Diese Woche baute sich M. in der freien Zeit einen Mäusekäfig. Er verschaffte sich eine vierkantige Lackflasche, schnitt drei viereckige Löcher hinein, fügte Glas ein und der Käfig war fertig. Ungeziefer hatten wir genug. Im Schlafsaal bissen uns die Wanzen und in den Arbeitssälen hatten wir Mäuse und manchmal auch Ratten. Kein Wunder, der Fußboden war alt, so ein rechter Schlupfwinkel für Mäuse, Brot fanden diese genug und die Fasern gaben ein sogenanntes molliges Nest. Die Verwaltung ließ es sich wohl angelegen sein, dieses Ungeziefer zu vernichten, aber es half nicht viel. Die Katzen in der Anstalt wurden in der Küche leider zu gut gefüttert, sodaß diese auf Mäusefangen fast verzichteten.

Also stellten wir Fallen und fingen Mäuse. M. brachte an zwanzig Stück in seinen Käfig. Mancher Aufseher sah sich seine Mäusemenagerie an.

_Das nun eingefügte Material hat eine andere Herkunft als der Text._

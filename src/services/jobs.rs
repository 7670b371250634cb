use std::collections::HashMap;

use futures::future::{join_all, try_join_all};
use serde::Serialize;
use tracing::{debug, info, warn};
use validator::Validate;

use floortrack_common::{Job, JobLocation, JobStatus, NewJob, Station, current_location};

use crate::client::{ApiClient, validate_all};
use crate::errors::ApiError;
use crate::services::stations;

#[derive(Serialize)]
struct MoveQuery {
    asset_id: i64,
}

#[derive(Serialize)]
struct StatusQuery {
    status: JobStatus,
}

async fn fetch_jobs(api: &ApiClient) -> Result<Vec<Job>, ApiError> {
    let path = "/jobs/";
    let jobs: Vec<Job> = api.get(path).await?;
    validate_all(path, &jobs)?;
    Ok(jobs)
}

/// History as stored, oldest first, without station details.
async fn raw_history(api: &ApiClient, job_id: i64) -> Result<Vec<JobLocation>, ApiError> {
    let mut history: Vec<JobLocation> = api
        .get(&format!("/jobs/{}/location_history", job_id))
        .await?;
    history.sort_by_key(|entry| entry.arrival_time);
    Ok(history)
}

fn resolve_assets(history: &mut [JobLocation], assets: &HashMap<i64, Station>) {
    for entry in history.iter_mut() {
        if entry.asset.is_none() {
            entry.asset = assets.get(&entry.asset_id).cloned();
        }
    }
}

/// Fetch every job's history concurrently and resolve stations from a
/// single listing. Any failed fetch fails the batch.
async fn attach_history(
    api: &ApiClient,
    mut jobs: Vec<Job>,
    keep_locations: bool,
) -> Result<Vec<Job>, ApiError> {
    if jobs.is_empty() {
        return Ok(jobs);
    }
    let (histories, assets) = futures::try_join!(
        try_join_all(jobs.iter().map(|job| raw_history(api, job.id))),
        stations::station_map(api),
    )?;
    debug!(jobs = jobs.len(), stations = assets.len(), "history batch resolved");

    for (job, mut history) in jobs.iter_mut().zip(histories) {
        resolve_assets(&mut history, &assets);
        job.current_location = current_location(&history).cloned();
        if keep_locations {
            job.locations = history;
        }
    }
    Ok(jobs)
}

/// All jobs, each with its current location resolved.
pub async fn list_jobs(api: &ApiClient) -> Result<Vec<Job>, ApiError> {
    let jobs = fetch_jobs(api).await?;
    attach_history(api, jobs, false).await
}

/// All jobs with their full location history, as used by the export and
/// the timeline.
pub async fn jobs_with_history(api: &ApiClient) -> Result<Vec<Job>, ApiError> {
    let jobs = fetch_jobs(api).await?;
    attach_history(api, jobs, true).await
}

/// The given jobs with their full history, fetched concurrently. A job
/// that fails to load is logged and left out, unless the failure ended the
/// session. Stations come from one listing.
pub async fn jobs_by_id_with_history(api: &ApiClient, job_ids: &[i64]) -> Result<Vec<Job>, ApiError> {
    if job_ids.is_empty() {
        return Ok(Vec::new());
    }
    let assets = stations::station_map(api).await?;
    let results = join_all(job_ids.iter().map(|&job_id| async move {
        futures::try_join!(get_job(api, job_id), raw_history(api, job_id))
            .inspect_err(|e| warn!(job_id, error = %e, "Failed to load job"))
    }))
    .await;

    let mut jobs = Vec::with_capacity(results.len());
    for result in results {
        match result {
            Ok((mut job, mut history)) => {
                resolve_assets(&mut history, &assets);
                job.current_location = current_location(&history).cloned();
                job.locations = history;
                jobs.push(job);
            }
            Err(e) if e.requires_sign_in() => return Err(e),
            Err(_) => {}
        }
    }
    Ok(jobs)
}

pub async fn get_job(api: &ApiClient, job_id: i64) -> Result<Job, ApiError> {
    api.get_validated(&format!("/jobs/{}", job_id)).await
}

pub async fn create_job(api: &ApiClient, job: &NewJob) -> Result<Job, ApiError> {
    job.validate()?;
    let created: Job = api.post("/jobs/", job).await?;
    info!(job_id = created.id, name = %created.name, "Job created");
    Ok(created)
}

/// Move a job to a station. The backend closes the open history entry and
/// opens one at the new station.
pub async fn move_job(api: &ApiClient, job_id: i64, station_id: i64) -> Result<Job, ApiError> {
    let job: Job = api
        .post_query(
            &format!("/jobs/{}/move", job_id),
            &MoveQuery {
                asset_id: station_id,
            },
        )
        .await?;
    info!(job_id, station_id, "Job moved");
    Ok(job)
}

pub async fn update_job_status(
    api: &ApiClient,
    job_id: i64,
    status: JobStatus,
) -> Result<Job, ApiError> {
    let job: Job = api
        .post_query(&format!("/jobs/{}/status", job_id), &StatusQuery { status })
        .await?;
    info!(job_id, status = %status, "Job status updated");
    Ok(job)
}

pub async fn complete_job(api: &ApiClient, job_id: i64) -> Result<Job, ApiError> {
    update_job_status(api, job_id, JobStatus::Complete).await
}

/// History of one job, oldest first, with each entry's station resolved.
pub async fn job_history(api: &ApiClient, job_id: i64) -> Result<Vec<JobLocation>, ApiError> {
    let (mut history, assets) =
        futures::try_join!(raw_history(api, job_id), stations::station_map(api))?;
    resolve_assets(&mut history, &assets);
    Ok(history)
}

pub async fn job_current_location(
    api: &ApiClient,
    job_id: i64,
) -> Result<Option<JobLocation>, ApiError> {
    let history = job_history(api, job_id).await?;
    Ok(current_location(&history).cloned())
}

pub async fn customer_jobs(api: &ApiClient, customer_id: i64) -> Result<Vec<Job>, ApiError> {
    let jobs = fetch_jobs(api).await?;
    Ok(jobs
        .into_iter()
        .filter(|job| job.customer_id == customer_id)
        .collect())
}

Ein paar Wochen machte uns diese Sache Vergnügen, aber der Gestank wurde die Ursache eines Streites zwischen M., D. und W., und M. schlug aus Aerger die Mäuse tot und den Kasten verschenkte er an einen anderen Luden, den Stationsschreiber, der sich dann solche Tierchen fing und sie dressieren wollte.

Quelle:
Schuchardt, Ernst: Sechs Monate im Arbeitshaus. Erlebnisse eines wandernden Arbeiters, Berlin [1907], S. 86-88.